About Streaming

You can process streaming data or continuously produced data in near real-time in Oracle AI Data Platform using the Apache Spark Structured Streaming capability.

Both notebooks and workflows support Apache Spark structured streaming. You can use the following sources and sinks for reading stream data from, writing stream data to, and for checkpoint locations.

Table 16-1 Supported Sources and Sinks

Source or Sink Supported?
Volume path (/Volume/bronze/bucket1) Supported for all formats
Workspace path (/Workspace/folder1/) Supported for all formats
Tables in catalogs with three part names (catalog.schema.table) Supported for Delta format only

Not supported for Parquet, CSV, JSON, ORC formats

Example 1: Supported code

  • streaming_df = spark.readStream.format("delta").table('stdcatalog.stdschema.deltatable')
  • streaming_df.writeStream.format("delta").outputMode("append").option("checkpointLocation", "/Volumes/checkpoints1/").toTable("stdcatalog.stdschema.deltatable")
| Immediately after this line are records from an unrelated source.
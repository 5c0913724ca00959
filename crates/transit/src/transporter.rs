//! The transporter contract: the only seam Transit has onto an actual
//! socket/transport implementation. No concrete transporter (ZMQ, NATS, …)
//! ships in this crate — callers bring their own, the way `hooteproto`
//! callers bring their own `rzmq`-backed `DealerSocket`.

use crate::error::TransitError;
use crate::node::NodeId;
use crate::packet::Packet;
use async_trait::async_trait;

/// Bound once at startup; delivers inbound bytes to Transit's dispatcher.
pub type OnMessage = Box<dyn Fn(Vec<u8>) + Send + Sync>;

/// Bound once at startup; notified when the transporter completes a
/// connect (used to kick off the post-connect handshake).
pub type OnConnect = Box<dyn Fn() + Send + Sync>;

#[async_trait]
pub trait Transporter: Send + Sync {
    /// Binds the inbound-message and on-connect callbacks. Called once,
    /// before `connect`. Takes `&self` rather than `&mut self` so the
    /// transporter can live behind a shared `Arc`; implementations store
    /// the callbacks behind interior mutability (the same way
    /// `HootClient`'s reactor task owns its mutable state internally).
    fn init(&self, on_message: OnMessage, on_connect: OnConnect);

    async fn connect(&self) -> Result<(), TransitError>;

    async fn disconnect(&self) -> Result<(), TransitError>;

    fn connected(&self) -> bool;

    /// Subscribes to a single topic, optionally scoped to a node id.
    async fn subscribe(&self, topic: &str, node_id: Option<&NodeId>) -> Result<(), TransitError>;

    /// Serializes and sends a packet. `packet.target` names the peer to
    /// route a unicast command to (e.g. `RESPONSE@<target>`); `None` means
    /// broadcast on the command's bare topic.
    async fn prepublish(&self, packet: &Packet) -> Result<(), TransitError>;

    /// Invoked once, before the first broadcast `INFO`, so that
    /// service-specific topics are live before peers learn about them.
    async fn make_service_specific_subscriptions(&self) -> Result<(), TransitError>;
}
Example 2: Unsupported code

  • spark.readStream.option("withEventTimeOrder", "true").format("format") .table("stdcatalog.stdschema.samplecsv")
Kafka Supported for any Kafka compatible streams without three-part-naming convention

Not supported for Kafka based catalog following three-part-naming convention)

OCI Streaming service Supported
OCI Object storage path (using oci://) Unsupported
ADW, ADB, ATP Unsupported for streaming (readStream or writeStream)

Structured Streaming Using Notebooks

You can write Python code to process stream data in a notebook. Either volume paths or workspace paths are valid as a checkpoint location, but object Storage paths (oci:// format) are not supported as a checkpoint location. We recommend using volume paths as a checkpoint location.


Example of streaming code in an AI Data Platform notebook cell


Example of Python code used to process stream data in a AI Data Platform notebook

You can see Apache Spark streaming-related events, like input rate, processing rate, and batch duration from the Dashboard tab in your notebook while running streaming code.


Dashboard tab in a notebook open to display streaming data

You can also view the raw streaming-related events from the Raw Data tab while you incrementally develop your code.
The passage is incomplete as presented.